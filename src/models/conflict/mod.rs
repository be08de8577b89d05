// Conflict module
// Authoritative conflict taxonomy and severity mapping

use serde::Deserialize;

use super::activity::ActivityKind;

/// Conflict categories computed by the authoritative store.
///
/// The rule set that produces these lives server-side; the engine treats
/// the categories as stable and only maps them onto activities for
/// display. Unknown categories deserialize as [`ConflictType::Unknown`]
/// so a newer server does not break an older client.
#[derive(Debug, Clone, PartialEq, Eq, Deserialize)]
#[serde(rename_all = "snake_case")]
pub enum ConflictType {
    /// Two blocks double-book the same court.
    BlockBlock,
    /// A block coincides with a scheduled match on the same court.
    BlockMatch,
    /// A pairing/player is committed to two overlapping matches.
    PlayerMatch,
    /// A match overlaps a player's declared unavailability.
    AvailabilityMatch,
    /// A match falls outside the event's overall time window.
    OutsideEventWindow,
    #[serde(other)]
    Unknown,
}

/// How strongly a conflict should be surfaced.
#[derive(Debug, Clone, Copy, PartialEq, Eq)]
pub enum Severity {
    /// Genuine double booking; rendered blocking (red).
    Blocking,
    /// Heads-up only; rendered as a warning (amber).
    Advisory,
}

impl ConflictType {
    pub fn severity(&self) -> Severity {
        match self {
            ConflictType::BlockBlock | ConflictType::BlockMatch | ConflictType::PlayerMatch => {
                Severity::Blocking
            }
            ConflictType::AvailabilityMatch
            | ConflictType::OutsideEventWindow
            | ConflictType::Unknown => Severity::Advisory,
        }
    }

    /// The activity kinds of the `(a, b)` id pair carried by a conflict
    /// record of this type, or `None` when the type is not recognized.
    pub fn subject_kinds(&self) -> Option<(ActivityKind, ActivityKind)> {
        match self {
            ConflictType::BlockBlock => Some((ActivityKind::Block, ActivityKind::Block)),
            ConflictType::BlockMatch => Some((ActivityKind::Block, ActivityKind::Match)),
            ConflictType::PlayerMatch => Some((ActivityKind::Match, ActivityKind::Match)),
            ConflictType::AvailabilityMatch => {
                Some((ActivityKind::Availability, ActivityKind::Match))
            }
            ConflictType::OutsideEventWindow => Some((ActivityKind::Match, ActivityKind::Match)),
            ConflictType::Unknown => None,
        }
    }
}

/// One conflict edge as reported by the authoritative store.
#[derive(Debug, Clone, Deserialize)]
pub struct ConflictRecord {
    #[serde(rename = "type")]
    pub conflict_type: ConflictType,
    #[serde(rename = "aId")]
    pub a_id: i64,
    #[serde(rename = "bId")]
    pub b_id: i64,
    pub summary: String,
}

impl ConflictRecord {
    /// The marker subjects this record attaches to, as `(kind, id)`
    /// pairs. `outside_event_window` reports the same match as both ids
    /// and yields a single subject; unrecognized types yield none.
    pub fn subjects(&self) -> Vec<(ActivityKind, i64)> {
        let Some((a_kind, b_kind)) = self.conflict_type.subject_kinds() else {
            return Vec::new();
        };
        if self.conflict_type == ConflictType::OutsideEventWindow || (a_kind == b_kind && self.a_id == self.b_id) {
            return vec![(a_kind, self.a_id)];
        }
        vec![(a_kind, self.a_id), (b_kind, self.b_id)]
    }
}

### PROBLEM STATEMENT
Collect the lines of the data that carry the word "return".

### RESPONSE TO THIS TASK
            return Vec::new();
            return vec![(a_kind, self.a_id)];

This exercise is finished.